A risk matrix may be used as a system for allocating risk utilizing a risk categorization technique after effects and likelihoods have been assigned. The industry norm is to divide qualitative risk into a minimum of three tiers. ach matrix cell may be given a risk category that corresponds to a particular set of probabilities and consequences. A company must decide which categories it will use to rank risks and, more crucially, how it will prioritize and handle the different risk levels connected to the matrix’s cells.

5 Conclusion

The use of subsea CT scanning to evaluate pipeline corrosion is spreading around the world. Planning for and keeping up with the lifetime of buildings, machinery, and systems is crucial. In addition to the increasing activity, many existing assets are nearing the end of their useful lives. Integrity management services like damage assessments and life extension assessments might be helpful for these assets.

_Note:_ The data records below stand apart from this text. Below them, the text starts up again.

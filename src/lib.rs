//! Optimal Filters - Matched and correlation receive filters
//!
//! Reduces received samples to one decision statistic per symbol interval
//! for a downstream detector. Both filters are pure: inputs are borrowed,
//! outputs freshly allocated, and nothing is shared between calls.
//!
//! Sample types are generic through [`Sample`], so `f32`, `f64`,
//! `Complex<f32>` and `Complex<f64>` all pass through at their own
//! precision.
//!
//! Cargo features:
//! - `parallel` - rayon-backed `par_apply` on both filters
//! - `nif` - Rustler bindings for `Elixir.OptimalFilters.Native`

pub mod convolve;
pub mod correlation;
pub mod error;
pub mod matched;
pub mod traits;

#[cfg(feature = "nif")]
pub mod nif;

// Re-export core types for convenience
pub use convolve::{convolve_at, convolve_full};
pub use correlation::{correlation_filter, correlation_filter_blocks, CorrelationFilter};
pub use error::{FilterError, FilterResult};
pub use matched::{matched_filter, matched_filter_flat, MatchedFilter};
pub use traits::Sample;

#[cfg(feature = "nif")]
rustler::init!("Elixir.OptimalFilters.Native");
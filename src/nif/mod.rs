//! NIF interface for Elixir
//!
//! Exposes the matched and correlation filters as Rustler NIFs. Real
//! samples travel as float lists; complex samples as `{i, q}` tuples,
//! the same I/Q convention the modem NIFs use.

use num_complex::Complex64;
use rustler::NifResult;

use crate::correlation::{
    correlation_filter as correlate, correlation_filter_blocks as correlate_blocks,
};
use crate::error::FilterError;
use crate::matched::matched_filter as match_rows;

fn to_nif_error(err: FilterError) -> rustler::Error {
    rustler::Error::Term(Box::new(err.reason()))
}

fn iq_to_complex(iq: &[(f64, f64)]) -> Vec<Complex64> {
    iq.iter().map(|&(i, q)| Complex64::new(i, q)).collect()
}

fn complex_to_iq(samples: &[Complex64]) -> Vec<(f64, f64)> {
    samples.iter().map(|z| (z.re, z.im)).collect()
}

// ============================================================================
// Real-valued NIFs
// ============================================================================

/// Matched filter over a list of rows
///
/// # Arguments
/// * `rows` - List of sample lists, each at least as long as the response
/// * `channel_response` - Channel or pulse impulse response
#[rustler::nif]
pub fn matched_filter(rows: Vec<Vec<f64>>, channel_response: Vec<f64>) -> NifResult<Vec<f64>> {
    match_rows(&rows, &channel_response).map_err(to_nif_error)
}

/// Correlation filter over a flat sample list
#[rustler::nif]
pub fn correlation_filter(samples: Vec<f64>, channel_response: Vec<f64>) -> NifResult<Vec<f64>> {
    correlate(&samples, &channel_response).map_err(to_nif_error)
}

/// Correlation filter over samples already split into response-length blocks
#[rustler::nif]
pub fn correlation_filter_blocks(
    blocks: Vec<Vec<f64>>,
    channel_response: Vec<f64>,
) -> NifResult<Vec<f64>> {
    correlate_blocks(&blocks, &channel_response).map_err(to_nif_error)
}

// ============================================================================
// I/Q NIFs
// ============================================================================

/// Matched filter over rows of `{i, q}` samples
#[rustler::nif]
pub fn matched_filter_iq(
    rows: Vec<Vec<(f64, f64)>>,
    channel_response: Vec<(f64, f64)>,
) -> NifResult<Vec<(f64, f64)>> {
    let rows: Vec<Vec<Complex64>> = rows.iter().map(|row| iq_to_complex(row)).collect();
    let response = iq_to_complex(&channel_response);

    let out = match_rows(&rows, &response).map_err(to_nif_error)?;
    Ok(complex_to_iq(&out))
}

/// Correlation filter over a flat list of `{i, q}` samples
#[rustler::nif]
pub fn correlation_filter_iq(
    samples: Vec<(f64, f64)>,
    channel_response: Vec<(f64, f64)>,
) -> NifResult<Vec<(f64, f64)>> {
    let samples = iq_to_complex(&samples);
    let response = iq_to_complex(&channel_response);

    let out = correlate(&samples, &response).map_err(to_nif_error)?;
    Ok(complex_to_iq(&out))
}

#[cfg(test)]
mod tests {
    use super::*;

    #[test]
    fn test_iq_conversion() {
        let iq = vec![(1.0, -2.0), (0.5, 0.25)];
        let z = iq_to_complex(&iq);
        assert_eq!(z[0], Complex64::new(1.0, -2.0));
        assert_eq!(complex_to_iq(&z), iq);
    }
}
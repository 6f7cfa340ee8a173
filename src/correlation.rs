//! Correlation filter receiver
//!
//! Splits the received stream into contiguous blocks of `T` samples and
//! reduces each block to the dot product with the channel response. No
//! time reversal, conjugation or energy normalization is applied.

use num_complex::Complex;
use num_traits::Float;
use std::fmt::Debug;
use tracing::{debug, trace, warn};

use crate::error::{FilterError, FilterResult};
use crate::traits::Sample;

/// Correlation filter built from a known channel (or pulse) response
#[derive(Debug, Clone)]
pub struct CorrelationFilter<S: Sample> {
    response: Vec<S>,
}

impl<S: Sample> CorrelationFilter<S> {
    /// Create a correlation filter for the given channel response
    ///
    /// # Errors
    /// `FilterError::EmptyResponse` if the response has no taps.
    pub fn new(channel_response: &[S]) -> FilterResult<Self> {
        if channel_response.is_empty() {
            warn!("correlation filter rejected empty response");
            return Err(FilterError::EmptyResponse);
        }

        debug!(taps = channel_response.len(), "correlation filter built");

        Ok(Self {
            response: channel_response.to_vec(),
        })
    }

    /// Number of taps `T`, which is also the block length
    pub fn taps(&self) -> usize {
        self.response.len()
    }

    /// Channel response the blocks are correlated against
    pub fn response(&self) -> &[S] {
        &self.response
    }

    /// Number of whole blocks in `len` samples (floor division)
    pub fn block_count(&self, len: usize) -> usize {
        len / self.taps()
    }

    #[inline]
    fn block_statistic(&self, block: &[S]) -> S {
        block
            .iter()
            .zip(self.response.iter())
            .fold(S::zero(), |acc, (&x, &h)| acc + x * h)
    }

    fn check_len(&self, len: usize) -> FilterResult<()> {
        if len < self.taps() {
            warn!(len, taps = self.taps(), "correlation input shorter than one block");
            return Err(FilterError::InputTooShort {
                len,
                taps: self.taps(),
            });
        }

        let remainder = len % self.taps();
        if remainder != 0 {
            debug!(len, taps = self.taps(), remainder, "discarding trailing samples");
        }
        Ok(())
    }

    /// One decision statistic per whole block of `T` samples
    ///
    /// Trailing samples beyond the last whole block are ignored.
    ///
    /// # Errors
    /// `FilterError::InputTooShort` if fewer than `T` samples are given.
    pub fn apply(&self, received_data: &[S]) -> FilterResult<Vec<S>> {
        self.check_len(received_data.len())?;

        trace!(
            blocks = self.block_count(received_data.len()),
            taps = self.taps(),
            "correlation filter apply"
        );

        Ok(received_data
            .chunks_exact(self.taps())
            .map(|block| self.block_statistic(block))
            .collect())
    }

    /// Correlate data that is already split into blocks
    ///
    /// Every block must hold exactly `T` samples.
    pub fn apply_blocks<R: AsRef<[S]>>(&self, blocks: &[R]) -> FilterResult<Vec<S>> {
        if blocks.is_empty() {
            return Err(FilterError::InputTooShort {
                len: 0,
                taps: self.taps(),
            });
        }

        for (index, block) in blocks.iter().enumerate() {
            let len = block.as_ref().len();
            if len != self.taps() {
                warn!(block = index, len, taps = self.taps(), "correlation block length mismatch");
                return Err(FilterError::BlockLength {
                    block: index,
                    len,
                    taps: self.taps(),
                });
            }
        }

        Ok(blocks
            .iter()
            .map(|block| self.block_statistic(block.as_ref()))
            .collect())
    }

    /// Parallel version of [`apply`](Self::apply)
    ///
    /// Blocks are reduced on the rayon pool; output order matches block order.
    #[cfg(feature = "parallel")]
    pub fn par_apply(&self, received_data: &[S]) -> FilterResult<Vec<S>> {
        use rayon::prelude::*;

        self.check_len(received_data.len())?;

        Ok(received_data
            .par_chunks_exact(self.taps())
            .map(|block| self.block_statistic(block))
            .collect())
    }
}

impl<T> CorrelationFilter<Complex<T>>
where
    T: Float + Send + Sync + Debug + 'static,
{
    /// Create a complex correlation filter from a real channel response
    pub fn from_real(channel_response: &[T]) -> FilterResult<Self> {
        let response: Vec<Complex<T>> = channel_response
            .iter()
            .map(|&h| Complex::from(h))
            .collect();
        Self::new(&response)
    }
}

/// Correlation filter over one flat sequence
///
/// Produces `floor(len(received_data) / len(channel_response))` statistics.
pub fn correlation_filter<S: Sample>(
    received_data: &[S],
    channel_response: &[S],
) -> FilterResult<Vec<S>> {
    CorrelationFilter::new(channel_response)?.apply(received_data)
}

/// Correlation filter over data already shaped as blocks of length `T`
pub fn correlation_filter_blocks<S, R>(blocks: &[R], channel_response: &[S]) -> FilterResult<Vec<S>>
where
    S: Sample,
    R: AsRef<[S]>,
{
    CorrelationFilter::new(channel_response)?.apply_blocks(blocks)
}

#[cfg(test)]
mod tests {
    use super::*;
    use num_complex::Complex64;

    #[test]
    fn test_two_block_example() {
        let out = correlation_filter(&[1.0_f64, 2.0, 1.0, 2.0], &[1.0, 2.0]).unwrap();
        assert_eq!(out, vec![5.0, 5.0]);
    }

    #[test]
    fn test_single_block_is_dot_product() {
        let data = [0.5_f64, -1.0, 2.0];
        let h = [4.0, 3.0, -0.25];
        let out = correlation_filter(&data, &h).unwrap();
        assert_eq!(out.len(), 1);
        assert!((out[0] - (2.0 - 3.0 - 0.5)).abs() < 1e-12);
    }

    #[test]
    fn test_trailing_samples_discarded() {
        let cf = CorrelationFilter::new(&[1.0_f64, 1.0, 1.0]).unwrap();
        let data = [1.0, 1.0, 1.0, 2.0, 2.0, 2.0, 7.0, 7.0];
        assert_eq!(cf.block_count(data.len()), 2);
        assert_eq!(cf.apply(&data).unwrap(), vec![3.0, 6.0]);
    }

    #[test]
    fn test_no_conjugation_for_complex() {
        let j = Complex64::new(0.0, 1.0);
        let out = correlation_filter(&[j], &[j]).unwrap();
        assert_eq!(out, vec![Complex64::new(-1.0, 0.0)]);
    }

    #[test]
    fn test_from_real_on_complex_stream() {
        let cf = CorrelationFilter::<Complex64>::from_real(&[1.0, 2.0]).unwrap();
        let data = [
            Complex64::new(1.0, 1.0),
            Complex64::new(2.0, -1.0),
            Complex64::new(0.0, 3.0),
            Complex64::new(1.0, 0.0),
        ];
        let out = cf.apply(&data).unwrap();
        assert_eq!(out, vec![Complex64::new(5.0, -1.0), Complex64::new(2.0, 3.0)]);
    }

    #[test]
    fn test_from_real_empty_is_domain_error() {
        let empty: [f64; 0] = [];
        let err = CorrelationFilter::<Complex64>::from_real(&empty).unwrap_err();
        assert_eq!(err, FilterError::EmptyResponse);
    }

    #[test]
    fn test_empty_response_is_domain_error() {
        let empty: [f64; 0] = [];
        let err = correlation_filter(&[1.0, 2.0], &empty).unwrap_err();
        assert_eq!(err, FilterError::EmptyResponse);
        assert!(err.is_domain());
    }

    #[test]
    fn test_short_input_is_shape_error() {
        let err = correlation_filter(&[1.0_f64], &[1.0, 2.0]).unwrap_err();
        assert_eq!(err, FilterError::InputTooShort { len: 1, taps: 2 });
        assert!(err.is_shape());
    }

    #[test]
    fn test_zero_response_is_allowed() {
        let out = correlation_filter(&[3.0_f64, 4.0], &[0.0, 0.0]).unwrap();
        assert_eq!(out, vec![0.0]);
    }

    #[test]
    fn test_apply_blocks() {
        let blocks = vec![vec![1.0_f64, 2.0], vec![3.0, 4.0]];
        let out = correlation_filter_blocks(&blocks, &[1.0, 1.0]).unwrap();
        assert_eq!(out, vec![3.0, 7.0]);
    }

    #[test]
    fn test_apply_blocks_rejects_ragged_rows() {
        let blocks = vec![vec![1.0_f64, 2.0], vec![3.0]];
        let err = correlation_filter_blocks(&blocks, &[1.0, 1.0]).unwrap_err();
        assert_eq!(err, FilterError::BlockLength { block: 1, len: 1, taps: 2 });
    }

    #[test]
    fn test_apply_blocks_rejects_empty() {
        let blocks: Vec<Vec<f64>> = Vec::new();
        let err = correlation_filter_blocks(&blocks, &[1.0]).unwrap_err();
        assert!(err.is_shape());
    }
}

Both new and old subsea assets are very interested in underwater CT scanning. The greater use of Subsea CT scanning in project planning and the rising knowledge of the factors affecting the residual life of current facilities and services are both results of the expanded awareness of subsea CT scanning. Subsea CT scanning may evaluate related risks for new projects, specify inspection and service periods and restoration estimates, and reduce the likelihood of failures and downtime. Workers, producers, and regulators gain from subsea CT scanning because it boosts confidence that the machinery will work as intended and be installed and operated safely. A subsea CT scanning may help with existing assets by evaluating the state and creating a baseline to go ahead for checks, upkeep, and replacement via fitness for service evaluations. Through a life extension evaluation, a subsea CT scan may also help extend the original design life.

Where a pricey replacement was previously necessary, they have proven very helpful to operators.

For a number of reasons, keeping the integrity of subsea pipelines is crucial for all oil and gas producers. This includes, but is not restricted to, protecting the environment, adhering to regulatory requirements, maximizing output via operating efficiency, and prolonging asset life.

Subsea inspection is still crucially important despite the current economic crisis in the oil and gas sector. Regular inspection campaigns are driven by regulatory requirements and the ensuing need to demonstrate the condition of a pipeline or facility.